La solita conferenza stampa, gli stessi occhi vuoti e stralunati, lo stesso tono accorato. Non ci posso credere, non so spiegarmi, la quantità trovata è ridicola, la sostanza non aiuta ad andare più forte, gli esperti dicono che è tutta colpa della carne mangiata la sera prima, e comunque io sono da sempre contro il doping...
Stavolta tocca ad Alberto Contador, il più forte ciclista contemporaneo: soltanto lui sa se è sincero o se come tanti predecessori sta recitando alla grande. Per il momento fa fede la notizia: l'ultimo vincitore del Tour è positivo ad un controllo del 21 luglio, giorno di riposo a Pau. Tracce effettivamente minimissime di clenbuterolo, farmaco stimolante del sistema nervoso centrale, contenuto in medicamenti antiasmatici. Soltanto quattro laboratori al mondo sono in grado di rilevare simili residui: uno di questi Colonia, che difatti ha impallinato il campionissimo spagnolo.
La faccenda è talmente grave e talmente volatile che la stessa Uci (federazione mondiale) si sta prendendo del tempo: in attesa dei complicatissimi accertamenti scientifici, Contador viene sospeso. Caso mai tutto fosse confermato, l'aspettano due anni di squalifica e la vergogna di un Tour cancellato.
Per gli amanti e gli odianti del ciclismo è un penoso rito che si ripete. Ormai i risultati delle grandi corse sono come il vino: vanno lasciate riposare un po', prima di bersele. Un paio di mesi almeno. Giusto il tempo di conoscere, assieme alla classifica generale dei tempi, anche quella delle sostanze chimiche. E' un'abitudine fissa: non c'è grande corsa degli ultimi anni che non sia da riesumare e riesaminare in seconda sede, con le analisi antidoping sottomano. E non c'è verso di rompere la nuova tradizione. L'unico rimedio sensato sembra chiudere le cronache e i racconti delle gare con tanti puntini di sospensione. Una cosa del tipo: signori, il Tour finisce a Parigi con Contador primo, però aggiorniamoci, perché niente è ancora deciso
. Come dicono quelli del calcio anche alla penultima giornata, il campionato è ancora lungo. Nel ciclismo davvero.
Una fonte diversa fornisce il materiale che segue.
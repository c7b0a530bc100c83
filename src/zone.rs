use crate::client::HtdClient;
use crate::error::{HtdError, Result};
use crate::types::{PowerState, Reply, ZoneId, ZoneState, MAX_VOLUME};

/// Interface for controlling one zone
///
/// A `Zone` binds a client to a zone number together with the names the
/// user configured, and offers the controls a media player needs: power,
/// fractional volume, mute toggle and source selection by name.
#[derive(Clone)]
pub struct Zone {
    client: HtdClient,
    id: ZoneId,
    name: String,
    sources: Vec<String>,
}

/// Playback state as seen by a media player
#[derive(Debug, Clone, Copy, PartialEq, Eq)]
pub enum Playback {
    On,
    Off,
    Unknown,
}

impl Zone {
    pub fn new(client: HtdClient, id: ZoneId, name: impl Into<String>, sources: Vec<String>) -> Self {
        Self {
            client,
            id,
            name: name.into(),
            sources,
        }
    }

    /// Get the zone number
    pub fn id(&self) -> ZoneId {
        self.id
    }

    /// Get the configured zone name
    pub fn name(&self) -> &str {
        &self.name
    }

    /// Get the configured source names
    pub fn source_list(&self) -> &[String] {
        &self.sources
    }

    /// Last known state, without contacting the device
    pub fn state(&self) -> ZoneState {
        self.client
            .zone(self.id)
            .unwrap_or_else(|| ZoneState::new(self.id))
    }

    /// Poll the device for this zone's state
    pub async fn refresh(&self) -> Result<ZoneState> {
        self.client.query_zone(self.id).await
    }

    /// Power state; zones never reported count as off
    pub fn playback(&self) -> Playback {
        match self.state().power {
            Some(PowerState::On) => Playback::On,
            Some(PowerState::Unknown) => Playback::Unknown,
            Some(PowerState::Off) | None => Playback::Off,
        }
    }

    pub fn is_on(&self) -> bool {
        self.playback() == Playback::On
    }

    pub fn is_muted(&self) -> bool {
        self.state().is_muted()
    }

    /// Volume as a fraction of the device maximum, 0.0..=1.0
    pub fn volume_level(&self) -> f64 {
        f64::from(self.state().volume) / f64::from(MAX_VOLUME)
    }

    /// Name of the selected source, if known
    pub fn source_name(&self) -> Option<&str> {
        let source = usize::from(self.state().source);
        source
            .checked_sub(1)
            .and_then(|i| self.sources.get(i))
            .map(String::as_str)
    }

    pub async fn turn_on(&self) -> Result<ZoneState> {
        let reply = self.client.set_power(self.id, true).await?;
        Ok(self.pick(reply))
    }

    pub async fn turn_off(&self) -> Result<ZoneState> {
        let reply = self.client.set_power(self.id, false).await?;
        Ok(self.pick(reply))
    }

    /// Set volume from a fraction 0.0..=1.0
    pub async fn set_volume_level(&self, level: f64) -> Result<ZoneState> {
        let percent = (100.0 * level).floor();
        if !(0.0..=100.0).contains(&percent) {
            return Err(HtdError::InvalidVolume(percent.clamp(0.0, 255.0) as u8));
        }
        self.client.set_volume(self.id, percent as u8).await
    }

    /// Unmute if currently muted, otherwise mute
    pub async fn toggle_mute(&self) -> Result<ZoneState> {
        let reply = if self.is_muted() {
            self.client.mute_off(self.id).await?
        } else {
            self.client.mute_on(self.id).await?
        };
        Ok(self.pick(reply))
    }

    /// Select a source by its configured name
    pub async fn select_source(&self, name: &str) -> Result<ZoneState> {
        let index = self
            .sources
            .iter()
            .position(|s| s == name)
            .ok_or_else(|| HtdError::UnknownSource(name.to_string()))?;
        let input = u8::try_from(index + 1).map_err(|_| HtdError::UnknownSource(name.to_string()))?;
        self.client.set_source(self.id, input).await
    }

    fn pick(&self, reply: Reply) -> ZoneState {
        reply.zone(self.id).cloned().unwrap_or_else(|| self.state())
    }
}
E' vita, questa? No che non è vita. Ma la guerra mondiale dichiarata dal ciclismo al doping, in palio la sua sopravvivenza, prevede i più impensabili e complicati accorgimenti. Cercando ogni volta il pelo nell'uovo, serve tempo. Esami molto sofisticati, che soltanto alcune università sono in grado di portare a termine. Esami che richiedono anche lunghi tempi tecnici. La conseguenza è questo eterno condizionale, che accompagna ogni corsa. Contador potrebbe aver trionfato nel suo terzo Tour. Forse, chissà. A risentirci fra due mesi per definire la questione. La ranzata dell'antidoping è come la vendetta dei cinesi: si serve fredda.
Inutile poi specificare che la corsa, oltre tutto, non finisce nemmeno dopo i risultati ufficiali dei controlli. Anche questo in fondo è solo un inizio. Partono gli avvocati, partono le consulenze scientifiche, partono i processi sportivi e penali. In un certo senso, le grandi corse del ciclismo non finiscono mai. Partono da una città precisa e si perdono verso l'infinito.
Quanto a Contador, il fortissimo a cronometro e il fortissimo in salita, non si può dire che la notizia gli farà del bene. Le sue imprese sono eclatanti (a 26 anni ha già vinto i tre grandi Giri, tre volte quello francese), ora saranno in molti a spiegarsele in un certo modo. Va detto che proprio perché così vincitore ha subito un miliardo e mezzo di controlli. Ma quand'anche riuscisse a dimostrare che a tradirlo fu soltanto una bistecca assassina, questa macchia non sparirà mai. Purtroppo per lui, non lo aiutano le sue origini. Nato e cresciuto in Spagna, fa parte del ciclismo più impunito e più allegro del pianeta terra. Nella totale indifferenza dei dirigenti locali, in questo Paese è maturato ed esploso il più grande scandalo di sempre (Operacion Puerto, allargata anche ad altri sport). Sarà un caso, ma in questo stesso Paese, proprio in queste stesse ore, assieme a Contador sale alla ribalta pure Mosquera, meno campione di lui, certo, ma pur sempre antagonista fino all'ultimo chilometro del nostro Nibali nell'ultima Vuelta, peraltro vinta dal giovane italiano. Anche Mosquera positivo (assieme al gregario Da Pena). In questo caso, minore la sorpesa: a 35 anni, senza alcuna vittoria alla spalle, questo tizio aggrediva le salite come un tarantolato. Non può essere, come fa? Ci si chiedeva ovunque.